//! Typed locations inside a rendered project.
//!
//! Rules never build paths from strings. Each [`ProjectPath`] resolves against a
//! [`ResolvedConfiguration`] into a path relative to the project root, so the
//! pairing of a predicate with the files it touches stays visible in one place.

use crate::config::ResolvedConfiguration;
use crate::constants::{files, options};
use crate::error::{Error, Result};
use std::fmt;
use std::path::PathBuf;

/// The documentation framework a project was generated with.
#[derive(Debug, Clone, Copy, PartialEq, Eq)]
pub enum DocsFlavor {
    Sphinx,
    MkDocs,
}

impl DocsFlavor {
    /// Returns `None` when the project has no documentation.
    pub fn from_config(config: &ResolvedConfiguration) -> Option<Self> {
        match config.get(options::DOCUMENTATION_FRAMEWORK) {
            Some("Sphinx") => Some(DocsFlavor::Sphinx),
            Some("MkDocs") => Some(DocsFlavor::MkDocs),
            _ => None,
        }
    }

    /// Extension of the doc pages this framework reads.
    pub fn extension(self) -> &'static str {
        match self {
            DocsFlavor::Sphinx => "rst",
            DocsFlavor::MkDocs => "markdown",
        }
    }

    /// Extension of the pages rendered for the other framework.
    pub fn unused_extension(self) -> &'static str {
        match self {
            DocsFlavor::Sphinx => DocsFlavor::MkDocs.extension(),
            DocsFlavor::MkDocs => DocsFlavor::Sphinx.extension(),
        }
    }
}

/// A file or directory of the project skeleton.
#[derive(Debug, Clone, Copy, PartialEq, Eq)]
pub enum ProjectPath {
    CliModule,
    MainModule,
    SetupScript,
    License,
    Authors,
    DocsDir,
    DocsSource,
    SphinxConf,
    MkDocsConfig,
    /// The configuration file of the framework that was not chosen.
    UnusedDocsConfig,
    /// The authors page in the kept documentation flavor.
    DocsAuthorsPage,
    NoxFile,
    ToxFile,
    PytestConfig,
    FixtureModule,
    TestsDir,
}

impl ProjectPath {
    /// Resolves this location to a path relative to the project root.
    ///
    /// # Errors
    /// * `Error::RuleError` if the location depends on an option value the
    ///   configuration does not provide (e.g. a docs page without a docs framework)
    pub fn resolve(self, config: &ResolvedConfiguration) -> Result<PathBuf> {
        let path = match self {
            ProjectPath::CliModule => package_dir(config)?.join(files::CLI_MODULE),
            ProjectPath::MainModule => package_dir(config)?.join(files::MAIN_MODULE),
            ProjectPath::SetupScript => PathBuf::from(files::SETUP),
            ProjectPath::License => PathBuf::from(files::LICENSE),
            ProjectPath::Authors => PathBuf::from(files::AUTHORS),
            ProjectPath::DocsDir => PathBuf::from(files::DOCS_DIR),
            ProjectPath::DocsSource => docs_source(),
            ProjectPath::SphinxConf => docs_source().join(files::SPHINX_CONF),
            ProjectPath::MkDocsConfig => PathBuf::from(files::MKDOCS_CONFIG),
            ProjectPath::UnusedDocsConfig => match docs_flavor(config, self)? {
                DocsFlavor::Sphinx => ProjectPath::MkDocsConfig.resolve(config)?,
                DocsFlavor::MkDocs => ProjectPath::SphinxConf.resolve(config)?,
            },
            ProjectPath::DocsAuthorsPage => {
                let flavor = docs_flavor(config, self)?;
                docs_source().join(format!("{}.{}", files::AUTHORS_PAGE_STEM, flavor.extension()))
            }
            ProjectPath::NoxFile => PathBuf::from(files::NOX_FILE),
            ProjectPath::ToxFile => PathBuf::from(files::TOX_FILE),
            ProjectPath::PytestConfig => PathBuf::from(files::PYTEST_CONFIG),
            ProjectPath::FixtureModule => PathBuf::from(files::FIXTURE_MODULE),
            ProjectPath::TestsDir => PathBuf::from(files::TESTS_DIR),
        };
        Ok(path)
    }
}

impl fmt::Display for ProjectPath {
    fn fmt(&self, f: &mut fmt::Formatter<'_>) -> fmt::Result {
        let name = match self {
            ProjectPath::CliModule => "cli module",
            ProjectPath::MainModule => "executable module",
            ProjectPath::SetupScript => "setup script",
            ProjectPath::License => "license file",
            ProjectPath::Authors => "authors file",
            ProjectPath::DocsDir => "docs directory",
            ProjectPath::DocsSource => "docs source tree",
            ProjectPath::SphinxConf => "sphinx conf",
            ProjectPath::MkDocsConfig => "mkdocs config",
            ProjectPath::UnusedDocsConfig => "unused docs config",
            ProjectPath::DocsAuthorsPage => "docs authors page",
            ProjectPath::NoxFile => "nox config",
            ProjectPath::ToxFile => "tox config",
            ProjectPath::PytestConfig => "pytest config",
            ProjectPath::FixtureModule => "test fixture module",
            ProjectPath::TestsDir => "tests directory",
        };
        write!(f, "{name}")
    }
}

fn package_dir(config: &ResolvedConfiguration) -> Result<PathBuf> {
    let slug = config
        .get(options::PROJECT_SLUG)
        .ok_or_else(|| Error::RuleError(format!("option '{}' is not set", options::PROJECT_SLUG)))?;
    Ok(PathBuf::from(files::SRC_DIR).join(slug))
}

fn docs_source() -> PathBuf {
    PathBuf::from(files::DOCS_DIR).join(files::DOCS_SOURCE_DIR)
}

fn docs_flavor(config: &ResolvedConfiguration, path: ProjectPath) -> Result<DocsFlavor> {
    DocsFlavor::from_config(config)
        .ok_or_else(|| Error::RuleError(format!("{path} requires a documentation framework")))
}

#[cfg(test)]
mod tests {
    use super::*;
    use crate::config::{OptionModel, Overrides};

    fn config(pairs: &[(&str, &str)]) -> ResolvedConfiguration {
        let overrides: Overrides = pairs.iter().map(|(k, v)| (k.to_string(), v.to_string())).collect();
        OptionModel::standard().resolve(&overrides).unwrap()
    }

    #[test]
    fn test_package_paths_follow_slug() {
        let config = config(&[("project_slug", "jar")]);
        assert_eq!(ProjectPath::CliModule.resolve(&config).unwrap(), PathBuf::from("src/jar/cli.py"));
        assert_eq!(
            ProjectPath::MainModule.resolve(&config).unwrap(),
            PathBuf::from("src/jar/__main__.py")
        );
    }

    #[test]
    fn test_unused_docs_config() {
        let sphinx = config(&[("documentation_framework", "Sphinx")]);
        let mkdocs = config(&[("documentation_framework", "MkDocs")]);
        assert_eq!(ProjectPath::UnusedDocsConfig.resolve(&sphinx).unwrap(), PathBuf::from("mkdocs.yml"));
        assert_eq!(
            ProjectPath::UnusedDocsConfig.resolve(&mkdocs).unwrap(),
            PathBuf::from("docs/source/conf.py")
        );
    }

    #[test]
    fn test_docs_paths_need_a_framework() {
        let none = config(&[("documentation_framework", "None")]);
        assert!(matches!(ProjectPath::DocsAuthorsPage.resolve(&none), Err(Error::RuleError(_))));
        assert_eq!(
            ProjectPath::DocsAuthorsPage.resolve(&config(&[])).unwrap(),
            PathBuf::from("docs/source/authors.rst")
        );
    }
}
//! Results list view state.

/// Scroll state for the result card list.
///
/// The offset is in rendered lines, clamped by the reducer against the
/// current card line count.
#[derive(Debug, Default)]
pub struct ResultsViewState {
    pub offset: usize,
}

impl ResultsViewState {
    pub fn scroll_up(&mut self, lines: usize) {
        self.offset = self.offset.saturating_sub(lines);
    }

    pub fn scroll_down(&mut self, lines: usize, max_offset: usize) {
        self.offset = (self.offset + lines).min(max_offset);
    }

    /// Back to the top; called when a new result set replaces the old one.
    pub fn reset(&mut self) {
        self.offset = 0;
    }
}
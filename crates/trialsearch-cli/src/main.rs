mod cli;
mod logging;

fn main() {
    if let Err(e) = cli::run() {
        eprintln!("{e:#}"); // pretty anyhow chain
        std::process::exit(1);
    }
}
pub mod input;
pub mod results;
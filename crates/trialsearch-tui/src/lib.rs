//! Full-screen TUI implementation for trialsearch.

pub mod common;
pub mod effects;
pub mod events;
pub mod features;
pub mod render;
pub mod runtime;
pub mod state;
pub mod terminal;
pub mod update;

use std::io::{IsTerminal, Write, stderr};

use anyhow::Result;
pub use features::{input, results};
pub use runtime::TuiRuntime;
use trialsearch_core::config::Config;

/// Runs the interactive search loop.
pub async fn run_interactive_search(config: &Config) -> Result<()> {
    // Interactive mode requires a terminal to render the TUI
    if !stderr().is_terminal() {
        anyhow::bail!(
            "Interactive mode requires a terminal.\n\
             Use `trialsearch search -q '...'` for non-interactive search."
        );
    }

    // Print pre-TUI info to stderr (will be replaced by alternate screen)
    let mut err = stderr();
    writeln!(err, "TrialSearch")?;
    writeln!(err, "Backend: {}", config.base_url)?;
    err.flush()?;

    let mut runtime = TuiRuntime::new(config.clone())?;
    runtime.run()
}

Exercise goal
Referring to the material above, set down exactly the lines between the line with "#[derive(Debug, Default)]" and the line with "let mut err = stderr();", inclusive, and no other lines.

The completed task
#[derive(Debug, Default)]
pub struct ResultsViewState {
    pub offset: usize,
}

impl ResultsViewState {
    pub fn scroll_up(&mut self, lines: usize) {
        self.offset = self.offset.saturating_sub(lines);
    }

    pub fn scroll_down(&mut self, lines: usize, max_offset: usize) {
        self.offset = (self.offset + lines).min(max_offset);
    }

    /// Back to the top; called when a new result set replaces the old one.
    pub fn reset(&mut self) {
        self.offset = 0;
    }
}
filename crates/trialsearch-cli/src/main.rs
mod cli;
mod logging;

fn main() {
    if let Err(e) = cli::run() {
        eprintln!("{e:#}"); // pretty anyhow chain
        std::process::exit(1);
    }
}
pub mod input;
pub mod results;
filename crates/trialsearch-tui/src/lib.rs
//! Full-screen TUI implementation for trialsearch.

pub mod common;
pub mod effects;
pub mod events;
pub mod features;
pub mod render;
pub mod runtime;
pub mod state;
pub mod terminal;
pub mod update;

use std::io::{IsTerminal, Write, stderr};

use anyhow::Result;
pub use features::{input, results};
pub use runtime::TuiRuntime;
use trialsearch_core::config::Config;

/// Runs the interactive search loop.
pub async fn run_interactive_search(config: &Config) -> Result<()> {
    // Interactive mode requires a terminal to render the TUI
    if !stderr().is_terminal() {
        anyhow::bail!(
            "Interactive mode requires a terminal.\n\
             Use `trialsearch search -q '...'` for non-interactive search."
        );
    }

    // Print pre-TUI info to stderr (will be replaced by alternate screen)
    let mut err = stderr();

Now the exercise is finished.